RECORDS SUPPLIED Start Marker

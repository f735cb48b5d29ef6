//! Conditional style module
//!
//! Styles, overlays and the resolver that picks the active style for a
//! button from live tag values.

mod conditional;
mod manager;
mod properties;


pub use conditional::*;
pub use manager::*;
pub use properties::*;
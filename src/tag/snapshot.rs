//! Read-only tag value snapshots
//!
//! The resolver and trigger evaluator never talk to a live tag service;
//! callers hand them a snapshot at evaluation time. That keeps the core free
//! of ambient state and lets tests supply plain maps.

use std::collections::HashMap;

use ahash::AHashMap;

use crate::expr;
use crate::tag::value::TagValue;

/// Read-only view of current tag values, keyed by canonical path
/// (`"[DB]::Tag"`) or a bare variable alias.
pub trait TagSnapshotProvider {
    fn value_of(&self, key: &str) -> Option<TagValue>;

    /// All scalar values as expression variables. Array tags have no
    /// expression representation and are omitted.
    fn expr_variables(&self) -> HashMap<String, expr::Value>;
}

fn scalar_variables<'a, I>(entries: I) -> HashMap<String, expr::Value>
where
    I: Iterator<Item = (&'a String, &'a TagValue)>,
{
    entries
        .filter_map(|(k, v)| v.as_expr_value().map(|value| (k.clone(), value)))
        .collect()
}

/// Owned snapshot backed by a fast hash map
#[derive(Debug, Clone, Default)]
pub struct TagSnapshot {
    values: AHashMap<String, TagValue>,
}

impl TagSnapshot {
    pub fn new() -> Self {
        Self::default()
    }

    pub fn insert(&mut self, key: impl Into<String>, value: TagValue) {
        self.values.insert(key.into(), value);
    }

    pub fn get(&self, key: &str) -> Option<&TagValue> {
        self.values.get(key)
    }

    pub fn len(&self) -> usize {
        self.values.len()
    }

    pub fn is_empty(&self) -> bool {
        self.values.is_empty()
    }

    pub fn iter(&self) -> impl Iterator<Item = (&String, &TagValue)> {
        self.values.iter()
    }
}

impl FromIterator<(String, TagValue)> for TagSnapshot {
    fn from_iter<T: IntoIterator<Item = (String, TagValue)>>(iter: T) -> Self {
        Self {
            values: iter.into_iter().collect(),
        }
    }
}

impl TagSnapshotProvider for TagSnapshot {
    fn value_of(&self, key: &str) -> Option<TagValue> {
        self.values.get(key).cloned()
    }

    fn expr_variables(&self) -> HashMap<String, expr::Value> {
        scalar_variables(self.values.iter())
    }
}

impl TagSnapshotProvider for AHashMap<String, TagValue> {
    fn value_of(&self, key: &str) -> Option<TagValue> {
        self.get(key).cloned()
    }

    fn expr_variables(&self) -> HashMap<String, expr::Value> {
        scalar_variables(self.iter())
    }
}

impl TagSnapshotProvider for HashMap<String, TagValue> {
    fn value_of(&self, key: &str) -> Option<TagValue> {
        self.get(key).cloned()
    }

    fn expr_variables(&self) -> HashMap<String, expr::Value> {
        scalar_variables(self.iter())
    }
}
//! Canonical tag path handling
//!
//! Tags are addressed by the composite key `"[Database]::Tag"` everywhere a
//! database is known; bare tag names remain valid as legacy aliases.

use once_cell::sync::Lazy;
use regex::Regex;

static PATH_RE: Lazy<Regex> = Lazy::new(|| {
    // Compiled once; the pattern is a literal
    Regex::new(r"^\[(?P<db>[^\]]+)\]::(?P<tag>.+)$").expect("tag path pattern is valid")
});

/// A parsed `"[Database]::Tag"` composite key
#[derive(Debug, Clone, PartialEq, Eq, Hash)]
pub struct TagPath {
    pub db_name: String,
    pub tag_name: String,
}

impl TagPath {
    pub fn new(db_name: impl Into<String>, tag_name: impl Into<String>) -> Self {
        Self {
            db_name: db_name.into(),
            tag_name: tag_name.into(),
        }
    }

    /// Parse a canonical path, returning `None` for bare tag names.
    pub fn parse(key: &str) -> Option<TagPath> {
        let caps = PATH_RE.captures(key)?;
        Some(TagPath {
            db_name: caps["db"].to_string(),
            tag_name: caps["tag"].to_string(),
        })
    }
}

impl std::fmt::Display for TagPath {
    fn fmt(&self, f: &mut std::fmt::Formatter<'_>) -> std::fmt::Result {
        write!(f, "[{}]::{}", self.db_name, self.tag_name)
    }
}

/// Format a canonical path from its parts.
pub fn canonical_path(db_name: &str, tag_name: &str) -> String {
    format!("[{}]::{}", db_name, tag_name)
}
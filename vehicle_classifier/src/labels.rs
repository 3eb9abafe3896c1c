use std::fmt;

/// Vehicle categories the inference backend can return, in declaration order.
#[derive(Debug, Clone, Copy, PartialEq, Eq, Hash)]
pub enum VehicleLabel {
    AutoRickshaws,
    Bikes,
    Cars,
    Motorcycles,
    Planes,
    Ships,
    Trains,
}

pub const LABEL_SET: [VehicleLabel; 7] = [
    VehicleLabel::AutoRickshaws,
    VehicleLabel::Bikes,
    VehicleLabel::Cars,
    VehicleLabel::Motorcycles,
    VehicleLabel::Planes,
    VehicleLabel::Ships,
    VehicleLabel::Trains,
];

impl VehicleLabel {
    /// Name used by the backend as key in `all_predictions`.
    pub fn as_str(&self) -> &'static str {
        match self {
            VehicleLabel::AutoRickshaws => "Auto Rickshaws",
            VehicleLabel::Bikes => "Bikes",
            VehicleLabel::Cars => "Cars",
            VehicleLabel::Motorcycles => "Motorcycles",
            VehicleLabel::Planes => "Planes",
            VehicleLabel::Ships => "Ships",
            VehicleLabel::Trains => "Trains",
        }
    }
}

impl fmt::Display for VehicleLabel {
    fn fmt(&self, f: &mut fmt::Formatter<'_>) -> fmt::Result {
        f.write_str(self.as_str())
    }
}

RECORDS SUPPLIED End Marker

=== PROBLEM TO SOLVE ===
Return only the lines between the one holding "pub fn iter(&self)" and the one holding "Tags are addressed", inclusive, exactly as they appear above.

=== SOLUTION TO THIS PROBLEM ===
    pub fn iter(&self) -> impl Iterator<Item = (&String, &TagValue)> {
        self.values.iter()
    }
}

impl FromIterator<(String, TagValue)> for TagSnapshot {
    fn from_iter<T: IntoIterator<Item = (String, TagValue)>>(iter: T) -> Self {
        Self {
            values: iter.into_iter().collect(),
        }
    }
}

impl TagSnapshotProvider for TagSnapshot {
    fn value_of(&self, key: &str) -> Option<TagValue> {
        self.values.get(key).cloned()
    }

    fn expr_variables(&self) -> HashMap<String, expr::Value> {
        scalar_variables(self.values.iter())
    }
}

impl TagSnapshotProvider for AHashMap<String, TagValue> {
    fn value_of(&self, key: &str) -> Option<TagValue> {
        self.get(key).cloned()
    }

    fn expr_variables(&self) -> HashMap<String, expr::Value> {
        scalar_variables(self.iter())
    }
}

impl TagSnapshotProvider for HashMap<String, TagValue> {
    fn value_of(&self, key: &str) -> Option<TagValue> {
        self.get(key).cloned()
    }

    fn expr_variables(&self) -> HashMap<String, expr::Value> {
        scalar_variables(self.iter())
    }
}
//! Canonical tag path handling
//!
//! Tags are addressed by the composite key `"[Database]::Tag"` everywhere a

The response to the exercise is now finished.